Epiphrenic diverticula (ED) are typically located 4 to 8 cm above the cardia, comprising about 10% of all esophageal diverticula [1]. They usually project from the right posterior wall of the esophagus and may be single or multiple. Despite ED are usually asymptomatic, especially when they are small, the enlargement of their size can produce symptoms such as dysphagia, regurgitation of undigested food, retrosternal discomfort, halitosis, and weight loss [1, 2]. Reported complications include the occurrence of squamous cell carcinoma within the diverticula, hemorrhage, food impaction, bezoars formation and esophageal lumen obstruction [1]-[4].

We herein present the first case of a high elderly patient with severe dysphagia in solids and liquids, caused by a huge epiphrenic diverticulum, who was unsuitable for surgery due to comorbid diseases and who was treated with combined therapy of balloon dilation and botulinum toxin (BTX) injection.

Case presentation

An 88-year-old man with chronic obstructive pulmonary disease and heart failure was referred to our department because he presented severe dysphagia in solid and liquid food during the last 6 months, leading to malnutrition. Clinical examination revealed an emaciated man. Laboratory data showed Hb of 11.3 g/dl (normal range: 13.5-16). Ht of 30% (normal range: 40-48%), serum albumin of 1.9 g/dl (normal range: 3.5-5) and normal liver and renal biochemistry. Esophagogram demonstrated a huge epiphrenic diverticulum in the posterior-lateral wall. Upper gastrointestinal endoscopy disclosed food debris and fluids in the esophagus. After aspiration of fluids and removal of food debris, a huge diverticulum associated with stagnation's esophagitis was demonstrated (Figure 1). The lumen of the esophagus was compressed by the diverticulum, resulting in obstruction and dysphagia. Esophageal manometry revealed findings of non-specific motility disorder.
Figure 1

Endoscopic view of a huge epiphrenic diverticulum associated with stagnation esophagitis.

Due to patient's associated comorbid diseases and poor general condition, surgical or laparoscopic treatment was considered unsuitable. We tried to treat the patient with BTX injection (100 IU) in the lower esophageal sphincter, with unsuccessful results. Endoscopic treatment that would combine balloon dilation of compressed by the diverticulum esophageal lumen with simultaneous BTX (100 IU) injection in the proximal aspects of narrowest area of esophageal lumen was considered as an alternative treatment that could be applied in this high-risk patient.

After an extensive discussion with patient's relatives about benefits and complications of our suggested treatment, a consent form was signed by them. We dilated the compressed by the diverticulum esophageal lumen (Figure 2) with a through-the-scope balloon dilator (diameter 25 mm, Microvasive, Boston Scientific, USA).

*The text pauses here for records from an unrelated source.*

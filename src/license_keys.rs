// src/license_keys.rs

use rand::Rng;
use rand::rngs::OsRng;
use sqlx::PgPool;
use std::fmt;

/// Key alphabet with visually ambiguous characters (0/O, 1/I/L) removed.
const KEY_ALPHABET: &[u8] = b"ABCDEFGHJKMNPQRSTUVWXYZ23456789";

const KEY_GROUPS: usize = 4;
const KEY_GROUP_LEN: usize = 4;

/// How many candidate keys to try against the store before giving up.
const MAX_GENERATION_ATTEMPTS: usize = 50;

/// No unique key found within the attempt budget. Indicates store
/// exhaustion rather than bad luck; callers fail fast instead of retrying.
#[derive(Debug)]
pub struct KeyGenerationExhausted;

impl fmt::Display for KeyGenerationExhausted {
    fn fmt(&self, f: &mut fmt::Formatter<'_>) -> fmt::Result {
        write!(
            f,
            "no unique license key found within {MAX_GENERATION_ATTEMPTS} attempts"
        )
    }
}

impl std::error::Error for KeyGenerationExhausted {}

/// A single random candidate in `KEY-XXXX-XXXX-XXXX-XXXX` form.
pub fn random_license_key() -> String {
    let mut rng = OsRng;
    let mut key = String::with_capacity(4 + KEY_GROUPS * (KEY_GROUP_LEN + 1));
    key.push_str("KEY");
    for _ in 0..KEY_GROUPS {
        key.push('-');
        for _ in 0..KEY_GROUP_LEN {
            let idx = rng.gen_range(0..KEY_ALPHABET.len());
            key.push(KEY_ALPHABET[idx] as char);
        }
    }
    key
}

/// Generate a key that does not collide with any stored license.
///
/// If the license store is unavailable the candidate is returned unchecked:
/// issuing a key whose uniqueness was not verified beats refusing to
/// provision, and collisions are astronomically rare for this keyspace.
pub async fn generate_unique_license_key(
    pool: &PgPool,
) -> Result<String, KeyGenerationExhausted> {
    for _ in 0..MAX_GENERATION_ATTEMPTS {
        let candidate = random_license_key();
        match crate::db::license_key_exists(pool, &candidate).await {
            Ok(false) => return Ok(candidate),
            Ok(true) => continue,
            Err(e) => {
                log::warn!("license store unavailable, issuing unchecked key: {e}");
                return Ok(candidate);
            }
        }
    }
    Err(KeyGenerationExhausted)
}

/// Placeholder keys issued by the producer when the real key set is not yet
/// known: `L<n>` or `TEMP-<n>`. The processor swaps these for generated
/// keys before touching the payment provider.
pub fn is_temporary(key: &str) -> bool {
    if let Some(rest) = key.strip_prefix("TEMP-") {
        return !rest.is_empty() && rest.bytes().all(|b| b.is_ascii_digit());
    }
    if let Some(rest) = key.strip_prefix('L') {
        return !rest.is_empty() && rest.bytes().all(|b| b.is_ascii_digit());
    }
    false
}
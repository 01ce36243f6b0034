// src/api/stripe_client.rs
//
// Minimal client for the Stripe REST API (form-encoded requests, JSON
// responses). Only the four calls the provisioning core needs.

use serde::Deserialize;
use std::collections::HashMap;
use std::fmt;

const STRIPE_API_BASE: &str = "https://api.stripe.com";

fn api_base() -> String {
    std::env::var("STRIPE_API_BASE_URL").unwrap_or_else(|_| STRIPE_API_BASE.to_string())
}

#[derive(Debug)]
pub enum StripeError {
    Http(reqwest::Error),
    Api { status: u16, body: String },
    InvalidResponse(String),
}

impl fmt::Display for StripeError {
    fn fmt(&self, f: &mut fmt::Formatter<'_>) -> fmt::Result {
        match self {
            StripeError::Http(e) => write!(f, "http error: {e}"),
            StripeError::Api { status, body } => {
                write!(f, "stripe api error status={status} body={body}")
            }
            StripeError::InvalidResponse(e) => write!(f, "invalid response: {e}"),
        }
    }
}

impl std::error::Error for StripeError {}

impl From<reqwest::Error> for StripeError {
    fn from(value: reqwest::Error) -> Self {
        Self::Http(value)
    }
}

#[derive(Debug, Default)]
pub struct CreateSubscriptionRequest {
    pub customer: String,
    pub price: String,
    pub quantity: i64,
    /// Epoch seconds; first charge happens after trial end.
    pub trial_end: Option<i64>,
    pub metadata: Vec<(String, String)>,
    /// Deterministic key derived from the job identity so a racing retry
    /// cannot double-charge.
    pub idempotency_key: Option<String>,
}

#[derive(Debug, Deserialize)]
pub struct SubscriptionItemResponse {
    pub id: String,
}

#[derive(Debug, Deserialize, Default)]
pub struct SubscriptionItemList {
    #[serde(default)]
    pub data: Vec<SubscriptionItemResponse>,
}

#[derive(Debug, Deserialize)]
pub struct SubscriptionResponse {
    pub id: String,
    pub status: String,
    pub current_period_start: Option<i64>,
    pub current_period_end: Option<i64>,
    #[serde(default)]
    pub items: SubscriptionItemList,
}

impl SubscriptionResponse {
    pub fn first_item_id(&self) -> Option<&str> {
        self.items.data.first().map(|item| item.id.as_str())
    }
}

#[derive(Debug, Deserialize)]
pub struct PriceRecurring {
    pub interval: Option<String>,
}

#[derive(Debug, Deserialize)]
pub struct PriceResponse {
    pub id: String,
    pub unit_amount: Option<i64>,
    pub currency: Option<String>,
    pub recurring: Option<PriceRecurring>,
    #[serde(default)]
    pub metadata: HashMap<String, String>,
}

#[derive(Debug, Deserialize)]
pub struct PaymentIntentResponse {
    pub id: String,
    pub amount: i64,
    pub currency: String,
    pub latest_charge: Option<String>,
}

#[derive(Debug, Deserialize)]
pub struct RefundResponse {
    pub id: String,
    pub status: Option<String>,
}

#[derive(Clone)]
pub struct StripeClient {
    http: reqwest::Client,
    api_key: String,
}

impl StripeClient {
    pub fn new(api_key: String) -> Self {
        Self {
            http: reqwest::Client::new(),
            api_key,
        }
    }

    pub async fn create_subscription(
        &self,
        req: CreateSubscriptionRequest,
    ) -> Result<SubscriptionResponse, StripeError> {
        let mut params: Vec<(String, String)> = vec![
            ("customer".into(), req.customer),
            ("items[0][price]".into(), req.price),
            ("items[0][quantity]".into(), req.quantity.to_string()),
        ];
        if let Some(trial_end) = req.trial_end {
            params.push(("trial_end".into(), trial_end.to_string()));
        }
        for (key, value) in req.metadata {
            params.push((format!("metadata[{key}]"), value));
        }

        let mut builder = self
            .http
            .post(format!("{}/v1/subscriptions", api_base()))
            .bearer_auth(&self.api_key)
            .form(&params);
        if let Some(key) = req.idempotency_key {
            builder = builder.header("Idempotency-Key", key);
        }

        let resp = builder.send().await?;
        parse_response(resp).await
    }

    pub async fn get_price(&self, price_id: &str) -> Result<PriceResponse, StripeError> {
        let resp = self
            .http
            .get(format!("{}/v1/prices/{price_id}", api_base()))
            .bearer_auth(&self.api_key)
            .send()
            .await?;
        parse_response(resp).await
    }

    pub async fn get_payment_intent(
        &self,
        payment_intent_id: &str,
    ) -> Result<PaymentIntentResponse, StripeError> {
        let resp = self
            .http
            .get(format!(
                "{}/v1/payment_intents/{payment_intent_id}",
                api_base()
            ))
            .bearer_auth(&self.api_key)
            .send()
            .await?;
        parse_response(resp).await
    }

    pub async fn create_refund(
        &self,
        charge_id: &str,
        amount: i64,
        metadata: Vec<(String, String)>,
    ) -> Result<RefundResponse, StripeError> {
        let mut params: Vec<(String, String)> = vec![
            ("charge".into(), charge_id.to_string()),
            ("amount".into(), amount.to_string()),
        ];
        for (key, value) in metadata {
            params.push((format!("metadata[{key}]"), value));
        }

        let resp = self
            .http
            .post(format!("{}/v1/refunds", api_base()))
            .bearer_auth(&self.api_key)
            .form(&params)
            .send()
            .await?;
        parse_response(resp).await
    }
}

async fn parse_response<T: serde::de::DeserializeOwned>(
    resp: reqwest::Response,
) -> Result<T, StripeError> {
    let status = resp.status();
    let body = resp.text().await?;

    if !status.is_success() {
        return Err(StripeError::Api {
            status: status.as_u16(),
            body,
        });
    }

    serde_json::from_str::<T>(&body)
        .map_err(|e| StripeError::InvalidResponse(format!("{e}; body={body}")))
}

The duration of dilation was 1 min and was repeated three times. The dilation was followed by BTX injection. BTX of 100 IU (Botox, Merc, Frankfurt, Germany) was dissolved in 4 ml of normal saline (25 IU/ml) immediately before injection. Injections (1 ml each) via a sclerotherapy needle were introduced in the anterior, posterior and lateral parts of the proximal narrowest area of esophageal lumen (Figure 3). The patient showed a remarkable relief of his dysphagia since the first post-procedure week, resulting in weight gain and gradual improvement of walking. The beneficial effect of combined therapy lasted 8 weeks and thereafter the therapy was repeated every 6 to 8 months during last 28 months with very good results.
Figure 2

Endoscopic view showing the dilation of the compressed, by the diverticulum, esophageal lumen.

Figure 3

The presence of blood is due to BTX injection.

Discussion

Surgical or laparoscopic diverticulectomy combined with long esophagomyotomy is considered the treatment of choice for symptomatic patients with ED [2, 3, 5, 6]. However, for elderly patients with comorbid conditions, such as our patient, surgical or even laparoscopic intervention is associated with significant morbidity and mortality. As a consequence we preferred to start treatment with BTX injection in the lower esophageal sphincter. Despite BTX injection has been widely used in the treatment of achalasia [7], the reported role of the use of BTX in other dyskinetic diseases of the esophagus, such as diffuse esophageal spasm, isolated LES hypertension, dysphagia due to esophageal diverticula and other specific esophageal disorders, is very limited [8, 9].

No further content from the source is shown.